| Task statement |
Check each line of the material below for the word "FixedOffset". State how many lines have it, and nothing more.

| Given data |
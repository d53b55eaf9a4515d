//! The operations exposed to schedulers and lock/unlock hooks.

use crate::auth::Credentials;
use crate::core::clock::Clock;
use crate::core::decision::{Decision, ScreenEvent, Skip, decide, decide_break};
use crate::core::executor::{ActionExecutor, Outcome};
use crate::core::window::Schedule;
use crate::errors::AppResult;
use crate::http::HttpClient;
use crate::models::AttendanceAction;
use crate::store::StateStore;
use crate::utils::date::is_weekend;
use crate::utils::time::iso_timestamp;
use tracing::info;

pub struct Engine<'a> {
    clock: &'a dyn Clock,
    store: &'a dyn StateStore,
    schedule: Schedule,
    executor: ActionExecutor<'a>,
}

impl<'a> Engine<'a> {
    pub fn new(
        clock: &'a dyn Clock,
        store: &'a dyn StateStore,
        client: &'a HttpClient,
        credentials: Credentials,
        schedule: Schedule,
    ) -> Self {
        Self {
            clock,
            store,
            schedule,
            executor: ActionExecutor::new(store, client, clock, credentials),
        }
    }

    /// Pick the action due now (if any) and perform it.
    pub fn run_scheduled_decision(&self) -> AppResult<Outcome> {
        let now = self.clock.now();
        info!(
            now = %iso_timestamp(&now),
            weekend = is_weekend(&now),
            checkin = %self.schedule.checkin,
            checkout = %self.schedule.checkout,
            "Evaluating schedule"
        );
        self.execute(decide(&now, &self.schedule))
    }

    /// Check in regardless of the window (weekends still skipped).
    pub fn run_manual_checkin(&self) -> AppResult<Outcome> {
        self.run_manual(AttendanceAction::CheckIn)
    }

    /// Check out regardless of the window (weekends still skipped).
    pub fn run_manual_checkout(&self) -> AppResult<Outcome> {
        self.run_manual(AttendanceAction::CheckOut)
    }

    /// Screen locked: start a break unless one is already running.
    pub fn on_lock(&self) -> AppResult<Outcome> {
        self.on_screen_event(ScreenEvent::Lock)
    }

    /// Screen unlocked: end the running break, if any.
    pub fn on_unlock(&self) -> AppResult<Outcome> {
        self.on_screen_event(ScreenEvent::Unlock)
    }

    fn run_manual(&self, action: AttendanceAction) -> AppResult<Outcome> {
        let decision = if is_weekend(&self.clock.now()) {
            Decision::NoAction(Skip::Weekend)
        } else {
            Decision::Attempt(action.into())
        };
        self.execute(decision)
    }

    fn on_screen_event(&self, event: ScreenEvent) -> AppResult<Outcome> {
        let now = self.clock.now();
        let weekend = is_weekend(&now);
        info!(?event, at = %iso_timestamp(&now), weekend, "Screen event");

        let on_break = self.store.read_break().on_break;
        self.execute(decide_break(event, weekend, on_break))
    }

    fn execute(&self, decision: Decision) -> AppResult<Outcome> {
        match decision {
            Decision::Attempt(action) => {
                info!("Attempting {action}");
                self.executor.run(action)
            }
            Decision::NoAction(skip) => {
                info!("{skip}: no action taken");
                Ok(Outcome::Skipped(skip))
            }
        }
    }
}
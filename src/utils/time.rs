//! Time utilities: parsing HH:MM[:SS], ISO timestamps for payloads and records.

use crate::errors::{AppError, AppResult};
use chrono::{DateTime, FixedOffset, NaiveTime, SecondsFormat};

pub fn parse_time(t: &str) -> Option<NaiveTime> {
    let t = t.trim();
    NaiveTime::parse_from_str(t, "%H:%M:%S")
        .or_else(|_| NaiveTime::parse_from_str(t, "%H:%M"))
        .ok()
}

pub fn parse_required_time(input: &str) -> AppResult<NaiveTime> {
    parse_time(input).ok_or_else(|| AppError::InvalidTime(input.to_string()))
}

/// ISO 8601 timestamp with offset and whole seconds, e.g. `2025-09-15T08:05:00+02:00`.
pub fn iso_timestamp(ts: &DateTime<FixedOffset>) -> String {
    ts.to_rfc3339_opts(SecondsFormat::Secs, false)
}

| Result below |
2